Essentially, this sort of banquet is not really a faithful representation of an otherwise contemporary, ethical and ‘good’ industry; one that stands for information sharing, open communication, knowledge transfer, medical progress and creative enterprise.

 

It’s time to take a new look at banqueting and to drag it at least two centuries forward into a modern-day events landscape with modern day attendees. It’s about understanding that modern delegates are after more; ethical, authentic, no-wasteful events, that provide them with the opportunity to be social, expand their network and take business and personal value from the experience.
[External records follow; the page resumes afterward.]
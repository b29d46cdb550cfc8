//! Data Transfer Objects for the HTTP API.
//!
//! Domain records already derive Serialize/Deserialize and are returned
//! as-is; the types here cover envelopes, query strings and the pre-check.

use serde::{Deserialize, Serialize};

use crate::models::{
    AssignmentId, AuditLog, Faculty, FacultyId, Partner, Referral, ScholarshipStatus, SchoolId,
    TimeOfDay, Weekday,
};
use crate::services::FacultyStats;

/// Health check response.
#[derive(Debug, Clone, Serialize, Deserialize)]
pub struct HealthResponse {
    pub status: String,
    pub version: String,
    pub repository: String,
}

/// GET /v1/faculty body.
#[derive(Debug, Clone, Serialize, Deserialize)]
pub struct FacultyListResponse {
    pub faculty: Vec<Faculty>,
    pub stats: FacultyStats,
}

#[derive(Debug, Clone, Default, Serialize, Deserialize)]
pub struct TimetableQuery {
    pub faculty_id: Option<FacultyId>,
}

/// `school_id` is optional here so a missing value yields a descriptive 400.
#[derive(Debug, Clone, Default, Serialize, Deserialize)]
pub struct StudentsQuery {
    pub school_id: Option<SchoolId>,
}

/// Body of POST /v1/timetable/check.
#[derive(Debug, Clone, Serialize, Deserialize)]
pub struct CheckRequest {
    pub faculty_id: FacultyId,
    pub day: Weekday,
    pub start_time: TimeOfDay,
    pub end_time: TimeOfDay,
    /// Assignment being edited, ignored by the check
    #[serde(default)]
    pub exclude_id: Option<AssignmentId>,
}

#[derive(Debug, Clone, Serialize, Deserialize)]
pub struct CheckResponse {
    pub conflict: bool,
    #[serde(skip_serializing_if = "Option::is_none")]
    pub conflicting_with: Option<String>,
    #[serde(skip_serializing_if = "Option::is_none")]
    pub message: Option<String>,
}

#[derive(Debug, Clone, Serialize, Deserialize)]
pub struct ScholarshipStatusUpdate {
    pub status: ScholarshipStatus,
}

/// GET /v1/partners/{id} body.
#[derive(Debug, Clone, Serialize, Deserialize)]
pub struct PartnerDetailResponse {
    pub partner: Partner,
    pub referrals: Vec<Referral>,
}

#[derive(Debug, Clone, Serialize, Deserialize)]
pub struct AuditLogResponse {
    pub logs: Vec<AuditLog>,
}

#[derive(Debug, Clone, Serialize, Deserialize)]
pub struct AccessGrantRequest {
    pub username: String,
}

#[derive(Debug, Clone, Serialize, Deserialize)]
pub struct AccessGrantResponse {
    pub username: String,
    pub granted: bool,
}
//! HTTP server module for the GIFTECH admin backend.
//!
//! Exposes the directory, timetable and scholarship operations as a REST
//! API on top of the service layer and repository pattern.
//!
//! # Architecture
//!
//! ```text
//! ┌──────────────────────────────────────────────────────────┐
//! │  HTTP Layer (axum handlers)                               │
//! │  - Request parsing and validation                         │
//! │  - JSON serialization/deserialization                     │
//! │  - CORS, compression, error handling                      │
//! └───────────────────┬──────────────────────────────────────┘
//!                     │
//! ┌───────────────────▼──────────────────────────────────────┐
//! │  Service Layer (db/services.rs)                           │
//! │  - Validation and reference checks                        │
//! │  - Timetable conflict reporting                           │
//! └───────────────────┬──────────────────────────────────────┘
//!                     │
//! ┌───────────────────▼──────────────────────────────────────┐
//! │  Repository Layer (db/)                                   │
//! │  - Atomic check-and-write for assignments                 │
//! │  - LocalRepository                                        │
//! └──────────────────────────────────────────────────────────┘
//! ```

#[cfg(feature = "http-server")]
pub mod handlers;

#[cfg(feature = "http-server")]
pub mod router;

#[cfg(feature = "http-server")]
pub mod state;

#[cfg(feature = "http-server")]
pub mod error;

#[cfg(feature = "http-server")]
pub mod dto;

#[cfg(feature = "http-server")]
pub use router::{create_router, DEFAULT_BODY_LIMIT};

#[cfg(feature = "http-server")]
pub use state::AppState;
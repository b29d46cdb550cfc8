//! Wall-clock time model for timetable entries.
//!
//! Timetable entries are expressed as a teaching day plus a `[start, end)`
//! range of "HH:MM" times. Internally a time of day is stored as minutes
//! since midnight so comparisons are numeric rather than lexicographic.

use serde::{de, Deserialize, Deserializer, Serialize, Serializer};
use std::fmt;
use std::str::FromStr;

/// Errors produced while parsing or validating time values.
#[derive(Debug, Clone, PartialEq, Eq, thiserror::Error)]
pub enum TimeError {
    #[error("expected a time in HH:MM format, got '{0}'")]
    Format(String),
    #[error("time '{0}' is out of range (00:00-23:59)")]
    OutOfRange(String),
    #[error("unknown teaching day '{0}' (expected Monday to Friday)")]
    UnknownDay(String),
    #[error("start time {start} must be earlier than end time {end}")]
    EmptyRange { start: TimeOfDay, end: TimeOfDay },
}

/// A time of day with minute resolution.
#[derive(Debug, Clone, Copy, PartialEq, Eq, PartialOrd, Ord, Hash)]
pub struct TimeOfDay(u16);

impl TimeOfDay {
    /// Build a time from hour and minute components.
    pub fn from_hm(hour: u8, minute: u8) -> Result<Self, TimeError> {
        if hour > 23 || minute > 59 {
            return Err(TimeError::OutOfRange(format!("{:02}:{:02}", hour, minute)));
        }
        Ok(Self(hour as u16 * 60 + minute as u16))
    }

    /// Minutes elapsed since midnight.
    pub fn minutes(&self) -> u16 {
        self.0
    }

    pub fn hour(&self) -> u8 {
        (self.0 / 60) as u8
    }

    pub fn minute(&self) -> u8 {
        (self.0 % 60) as u8
    }
}

impl FromStr for TimeOfDay {
    type Err = TimeError;

    /// Parse a strict, zero-padded "HH:MM" string.
    fn from_str(s: &str) -> Result<Self, Self::Err> {
        let trimmed = s.trim();
        let (h, m) = trimmed
            .split_once(':')
            .ok_or_else(|| TimeError::Format(s.to_string()))?;

        let is_two_digits = |part: &str| part.len() == 2 && part.bytes().all(|b| b.is_ascii_digit());
        if !is_two_digits(h) || !is_two_digits(m) {
            return Err(TimeError::Format(s.to_string()));
        }

        let hour: u8 = h.parse().map_err(|_| TimeError::Format(s.to_string()))?;
        let minute: u8 = m.parse().map_err(|_| TimeError::Format(s.to_string()))?;
        Self::from_hm(hour, minute).map_err(|_| TimeError::OutOfRange(s.to_string()))
    }
}

impl fmt::Display for TimeOfDay {
    fn fmt(&self, f: &mut fmt::Formatter<'_>) -> fmt::Result {
        write!(f, "{:02}:{:02}", self.hour(), self.minute())
    }
}

impl Serialize for TimeOfDay {
    fn serialize<S: Serializer>(&self, serializer: S) -> Result<S::Ok, S::Error> {
        serializer.collect_str(self)
    }
}

impl<'de> Deserialize<'de> for TimeOfDay {
    fn deserialize<D: Deserializer<'de>>(deserializer: D) -> Result<Self, D::Error> {
        let raw = String::deserialize(deserializer)?;
        raw.parse().map_err(de::Error::custom)
    }
}

/// Teaching days of the week.
///
/// Serialized capitalized; deserialized through `FromStr`, so any casing
/// is accepted.
#[derive(Debug, Clone, Copy, PartialEq, Eq, PartialOrd, Ord, Hash, Serialize)]
pub enum Weekday {
    Monday,
    Tuesday,
    Wednesday,
    Thursday,
    Friday,
}

impl Weekday {
    pub const ALL: [Weekday; 5] = [
        Weekday::Monday,
        Weekday::Tuesday,
        Weekday::Wednesday,
        Weekday::Thursday,
        Weekday::Friday,
    ];

    pub fn as_str(&self) -> &'static str {
        match self {
            Weekday::Monday => "Monday",
            Weekday::Tuesday => "Tuesday",
            Weekday::Wednesday => "Wednesday",
            Weekday::Thursday => "Thursday",
            Weekday::Friday => "Friday",
        }
    }
}

impl FromStr for Weekday {
    type Err = TimeError;

    fn from_str(s: &str) -> Result<Self, Self::Err> {
        Weekday::ALL
            .into_iter()
            .find(|day| day.as_str().eq_ignore_ascii_case(s.trim()))
            .ok_or_else(|| TimeError::UnknownDay(s.to_string()))
    }
}

impl<'de> Deserialize<'de> for Weekday {
    fn deserialize<D: Deserializer<'de>>(deserializer: D) -> Result<Self, D::Error> {
        let raw = String::deserialize(deserializer)?;
        raw.parse().map_err(de::Error::custom)
    }
}

impl fmt::Display for Weekday {
    fn fmt(&self, f: &mut fmt::Formatter<'_>) -> fmt::Result {
        f.write_str(self.as_str())
    }
}

/// A half-open `[start, end)` range on a teaching day.
#[derive(Debug, Clone, Copy, PartialEq, Eq, Hash, Serialize)]
pub struct TimeSlot {
    pub day: Weekday,
    pub start: TimeOfDay,
    pub end: TimeOfDay,
}

impl TimeSlot {
    /// Create a slot, rejecting empty or inverted ranges.
    pub fn new(day: Weekday, start: TimeOfDay, end: TimeOfDay) -> Result<Self, TimeError> {
        if start >= end {
            return Err(TimeError::EmptyRange { start, end });
        }
        Ok(Self { day, start, end })
    }

    /// Length of the slot in minutes.
    pub fn duration_minutes(&self) -> u16 {
        self.end.minutes() - self.start.minutes()
    }

    /// Whether two slots intersect.
    ///
    /// Slots on different days never overlap. Adjacent slots
    /// (`self.end == other.start`) do not overlap.
    pub fn overlaps(&self, other: &TimeSlot) -> bool {
        self.day == other.day
            && self.start.minutes() < other.end.minutes()
            && self.end.minutes() > other.start.minutes()
    }
}

impl fmt::Display for TimeSlot {
    fn fmt(&self, f: &mut fmt::Formatter<'_>) -> fmt::Result {
        write!(f, "{} {}-{}", self.day, self.start, self.end)
    }
}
A modern delegate who either has no option for healthy food, or non-alcoholic beverage, or worse, feels pressure to drink when they don’t want to, will quickly switch off from an event.

 

Equally, delegates in 2019 are social and connected, they want to talk (not shout) to a table of like-minded individuals, when the entertainment is not on, so the atmosphere needs to be right. Are they boring? No. Food can still be rich and delicious, but the option for health needs to be there, alcohol can and will be served, but not mandatory. They also want to dance and have fun, but with stimulating entertainment, and interesting content.

 

It’s time to send Bad Banquets into the history books, it’s time to get rid of the ugly parts of these events for good, and to develop events with a better culture, more heart, and a greater respect for those that are attending. At Lime Venue Portfolio, we’re running a campaign to ‘Ban Bad Banqueting’ and shine a light on the new wave of banquets that are getting this right.

 

It doesn’t take a complete revolution, just a new approach from the event organiser from the outset. The question should be, what sort of banquet do we want to organise? One from 2019, or one from 1819?